To quote Dorian Taylor[no affiliation, albeit we do follow each other on Twitter & BlueSky] from https://twitter.com/doriantaylor/status/1585008553554677762:

"Chances are if you're in software or digital design, you've heard of the book A Pattern Language, well, you may not be aware that Christopher Alexander effectively renounced patterns in 1996 (https://youtu.be/98LdFA-_zfA). He said he had something better…

The problem is, that better something happens to be four books and 2500 pages, and weigh 12 pounds. And, it's about buildings, not software. So my service to you is interpreting the text for software, and cutting the reading down by an order of magnitude."

That "something better" being Christopher Alexander's Opus Magnum, "The Nature of Order". Dorian's working on this under the name "The Nature of Software" here:

https://the.natureof.software/

And here:

https://buttondown.email/natureofsoftware/


I think it's worth it for people to start by reading Alexander's writing themselves first before relying on synthesis. Alexander's aim was not simply "good ways of building things." I also think it's important for folks not to think that software and buildings are so different that the work needs translation. Alexander was after universal principles, after all.

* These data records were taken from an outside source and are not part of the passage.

mod common;

use boa_engine::JsValue;
use common::{eval_wait, runtime, string_of};

#[test]
fn btoa_atob_canonical_vectors() {
    let mut rt = runtime();
    let value = eval_wait(
        &mut rt,
        r#"
        (() => {
            const results = [];
            results.push(btoa("Man"));
            results.push(atob("c3VyZS4="));
            try {
                btoa("🚀");
                results.push("accepted");
            } catch (err) {
                results.push(String(err.message).includes("Latin1"));
            }
            return results.join("|");
        })()
        "#,
    )
    .unwrap();
    assert_eq!(string_of(&value), "TWFu|sure.|true");
}

#[test]
fn atob_of_btoa_roundtrips_ascii() {
    let mut rt = runtime();
    let value = eval_wait(
        &mut rt,
        r#"
        (() => {
            const samples = ["", "a", "ab", "Hello, World!", "with spaces  "];
            return samples.every((s) => atob(btoa(s)) === s);
        })()
        "#,
    )
    .unwrap();
    assert_eq!(value, JsValue::from(true));
}

#[test]
fn text_codec_roundtrip_and_replacement() {
    let mut rt = runtime();
    let value = eval_wait(
        &mut rt,
        r#"
        (() => {
            const encoder = new TextEncoder();
            const decoder = new TextDecoder();
            const samples = ["Hello", "héllo wörld", "日本語", "🚀 emoji"];
            const roundtrip = samples.every(
                (s) => decoder.decode(encoder.encode(s)) === s
            );
            const replaced = decoder.decode(new Uint8Array([0xff, 0xfe, 0x41]));
            return `${roundtrip}|${replaced.endsWith("A")}|${encoder.encoding}`;
        })()
        "#,
    )
    .unwrap();
    assert_eq!(string_of(&value), "true|true|utf-8");
}

#[test]
fn fatal_decoder_throws_on_malformed_input() {
    let mut rt = runtime();
    let value = eval_wait(
        &mut rt,
        r#"
        (() => {
            const decoder = new TextDecoder("utf-8", { fatal: true });
            try {
                decoder.decode(new Uint8Array([0xff]));
                return "decoded";
            } catch (err) {
                return err.name;
            }
        })()
        "#,
    )
    .unwrap();
    assert_eq!(string_of(&value), "EncodingError");
}

#[test]
fn random_uuid_is_unique_and_well_formed() {
    let mut rt = runtime();
    let value = eval_wait(
        &mut rt,
        r#"
        (() => {
            const seen = new Set();
            const pattern = /^[0-9a-f]{8}-[0-9a-f]{4}-4[0-9a-f]{3}-[89ab][0-9a-f]{3}-[0-9a-f]{12}$/;
            for (let i = 0; i < 100; i++) {
                const uuid = crypto.randomUUID();
                if (!pattern.test(uuid)) return `malformed: ${uuid}`;
                seen.add(uuid);
            }
            return seen.size;
        })()
        "#,
    )
    .unwrap();
    assert_eq!(value, JsValue::from(100));
}

#[test]
fn get_random_values_fills_and_validates() {
    let mut rt = runtime();
    let value = eval_wait(
        &mut rt,
        r#"
        (() => {
            const bytes = new Uint8Array(64);
            const out = crypto.getRandomValues(bytes);
            const filled = out === bytes && bytes.some((b) => b !== 0);

            let floatRejected = false;
            try {
                crypto.getRandomValues(new Float64Array(4));
            } catch (err) {
                floatRejected = err instanceof TypeError;
            }

            let quotaRejected = false;
            try {
                crypto.getRandomValues(new Uint8Array(65537));
            } catch (err) {
                quotaRejected = err instanceof RangeError;
            }

            return `${filled},${floatRejected},${quotaRejected}`;
        })()
        "#,
    )
    .unwrap();
    assert_eq!(string_of(&value), "true,true,true");
}

#[test]
fn abort_controller_one_shot_semantics() {
    let mut rt = runtime();
    let value = eval_wait(
        &mut rt,
        r#"
        (() => {
            const controller = new AbortController();
            const signal = controller.signal;
            const events = [];
            signal.addEventListener("abort", () => events.push("before"));
            controller.abort("why");
            signal.addEventListener("abort", () => events.push("after"));
            controller.abort("again");
            return [
                signal.aborted,
                signal.reason,
                events.join("+"),
            ].join("|");
        })()
        "#,
    )
    .unwrap();
    assert_eq!(string_of(&value), "true|why|before");
}

#[test]
fn abort_reason_defaults_to_abort_error() {
    let mut rt = runtime();
    let value = eval_wait(
        &mut rt,
        r#"
        (() => {
            const controller = new AbortController();
            controller.abort();
            const signal = controller.signal;
            try {
                signal.throwIfAborted();
                return "no throw";
            } catch (err) {
                return err.name;
            }
        })()
        "#,
    )
    .unwrap();
    assert_eq!(string_of(&value), "AbortError");
}

#[test]
fn abort_signal_abort_is_born_aborted() {
    let mut rt = runtime();
    let value = eval_wait(
        &mut rt,
        r#"
        (() => {
            const signal = AbortSignal.abort("done");
            let fired = false;
            signal.addEventListener("abort", () => { fired = true; });
            return `${signal.aborted},${signal.reason},${fired}`;
        })()
        "#,
    )
    .unwrap();
    assert_eq!(string_of(&value), "true,done,false");
}

#[test]
fn event_dispatch_is_ordered_and_stoppable() {
    let mut rt = runtime();
    let value = eval_wait(
        &mut rt,
        r#"
        (() => {
            const target = new EventTarget();
            const calls = [];
            target.addEventListener("ping", () => calls.push("first"));
            target.addEventListener("ping", (ev) => {
                calls.push("second");
                ev.stopImmediatePropagation();
            });
            target.addEventListener("ping", () => calls.push("third"));
            target.dispatchEvent(new Event("ping"));
            return calls.join(",");
        })()
        "#,
    )
    .unwrap();
    assert_eq!(string_of(&value), "first,second");
}

#[test]
fn once_listeners_fire_exactly_once() {
    let mut rt = runtime();
    let value = eval_wait(
        &mut rt,
        r#"
        (() => {
            const target = new EventTarget();
            let count = 0;
            target.addEventListener("tick", () => { count += 1; }, { once: true });
            target.dispatchEvent(new Event("tick"));
            target.dispatchEvent(new Event("tick"));
            return count;
        })()
        "#,
    )
    .unwrap();
    assert_eq!(value, JsValue::from(1));
}

#[test]
fn listener_exceptions_do_not_stop_siblings() {
    let mut rt = runtime();
    let value = eval_wait(
        &mut rt,
        r#"
        (() => {
            const target = new EventTarget();
            const calls = [];
            target.addEventListener("go", () => { throw new Error("boom"); });
            target.addEventListener("go", () => calls.push("survived"));
            target.dispatchEvent(new Event("go"));
            return calls.join();
        })()
        "#,
    )
    .unwrap();
    assert_eq!(string_of(&value), "survived");
}

#[test]
fn dispatch_event_reports_default_prevented() {
    let mut rt = runtime();
    let value = eval_wait(
        &mut rt,
        r#"
        (() => {
            const target = new EventTarget();
            target.addEventListener("submit", (ev) => ev.preventDefault());
            const cancelable = target.dispatchEvent(
                new Event("submit", { cancelable: true })
            );
            const plain = target.dispatchEvent(new Event("submit"));
            return `${cancelable},${plain}`;
        })()
        "#,
    )
    .unwrap();
    assert_eq!(string_of(&value), "false,true");
}

#[test]
fn custom_event_carries_detail() {
    let mut rt = runtime();
    let value = eval_wait(
        &mut rt,
        r#"
        (() => {
            const target = new EventTarget();
            let seen = null;
            target.addEventListener("data", (ev) => { seen = ev.detail.answer; });
            target.dispatchEvent(new CustomEvent("data", { detail: { answer: 42 } }));
            return seen;
        })()
        "#,
    )
    .unwrap();
    assert_eq!(value, JsValue::from(42));
}

#[test]
fn remove_event_listener_matches_identity() {
    let mut rt = runtime();
    let value = eval_wait(
        &mut rt,
        r#"
        (() => {
            const target = new EventTarget();
            let count = 0;
            const listener = () => { count += 1; };
            target.addEventListener("e", listener);
            target.removeEventListener("e", listener);
            target.addEventListener("e", listener);
            target.removeEventListener("e", () => {});
            target.dispatchEvent(new Event("e"));
            return count;
        })()
        "#,
    )
    .unwrap();
    assert_eq!(value, JsValue::from(1));
}

#[test]
fn url_parses_and_exposes_components() {
    let mut rt = runtime();
    let value = eval_wait(
        &mut rt,
        r#"
        (() => {
            const url = new URL("https://user:pw@example.com:8443/a/b?x=1&y=2#frag");
            return [
                url.protocol,
                url.hostname,
                url.port,
                url.pathname,
                url.search,
                url.hash,
                url.searchParams.get("y"),
            ].join("|");
        })()
        "#,
    )
    .unwrap();
    assert_eq!(
        string_of(&value),
        "https:|example.com|8443|/a/b|?x=1&y=2|#frag|2"
    );
}

#[test]
fn invalid_url_throws_type_error() {
    let mut rt = runtime();
    let value = eval_wait(
        &mut rt,
        r#"
        (() => {
            try {
                new URL("::not a url::");
                return "parsed";
            } catch (err) {
                return `${err instanceof TypeError},${URL.canParse("::nope::")}`;
            }
        })()
        "#,
    )
    .unwrap();
    assert_eq!(string_of(&value), "true,false");
}

#[test]
fn search_params_mutations_write_back_to_url() {
    let mut rt = runtime();
    let value = eval_wait(
        &mut rt,
        r#"
        (() => {
            const url = new URL("https://example.com/path?a=1");
            url.searchParams.append("b", "2");
            url.searchParams.set("a", "9");
            return url.href;
        })()
        "#,
    )
    .unwrap();
    assert_eq!(string_of(&value), "https://example.com/path?a=9&b=2");
}

#[test]
fn process_exposes_the_host_environment() {
    // env is seeded at registration, so the variable must exist first
    std::env::set_var("STRAND_TEST_MARKER", "present");
    let mut rt = runtime();
    let value = eval_wait(
        &mut rt,
        r#"
        (() => {
            const cwd = process.cwd();
            process.setenv("STRAND_TEST_SETENV", "written");
            return [
                process.pid > 0,
                Array.isArray(process.argv),
                typeof cwd === "string" && cwd.length > 0,
                process.env.STRAND_TEST_MARKER,
                process.getenv("STRAND_TEST_SETENV"),
            ].join("|");
        })()
        "#,
    )
    .unwrap();
    assert_eq!(string_of(&value), "true|true|true|present|written");
    assert_eq!(std::env::var("STRAND_TEST_SETENV").unwrap(), "written");
}

#[test]
fn chdir_validates_its_argument() {
    let mut rt = runtime();
    let value = eval_wait(
        &mut rt,
        r#"
        (() => {
            const results = [];
            try {
                process.chdir(42);
                results.push("accepted");
            } catch (err) {
                results.push(err instanceof TypeError);
            }
            try {
                process.chdir("/definitely/not/a/real/path/3141");
                results.push("accepted");
            } catch (err) {
                results.push("rejected");
            }
            return results.join(",");
        })()
        "#,
    )
    .unwrap();
    assert_eq!(string_of(&value), "true,rejected");
}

A Pattern Language is great but a lot of folks miss that it's part 2 of a greater work, with part 1 being The Timeless Way of Building.

Another great Alexander book that flies under the radar is Notes on the Synthesis of Form. It's a little hard to read but there is deep deep insight about design and the design process in that little book. Highly recommend.

And lastly, anyone interested should read A City Is Not A Tree: https://www.patternlanguage.com/archive/cityisnotatree.html


If you're going to read the whole Alexander corpus (which I did minus the two hardest-to-find volumes—the Linz Café and the one about carpets), be prepared for it to take on the order of years. While there is for sure a lot of repetition, the insights are frustratingly smeared across the entire thing.

Moreover, there is a clear arc to Alexander's career that goes a little like:

• Mathematical era (PhD/Notes on the Synthesis of Form, A City is not a Tree)

• Pattern era (Timeless Way, APL, and about four case studies)

• 15 properties era (Nature of Order)

As one might expect, a lot of the earlier work is recapitulated in the later work, but the fact that he explicitly deprecated patterns at his OOPSLA 1996 keynote (https://youtu.be/98LdFA-_zfA ) is important. People are aware of APL because of Gang of Four and Richard Gabriel etc but not so much that lecture.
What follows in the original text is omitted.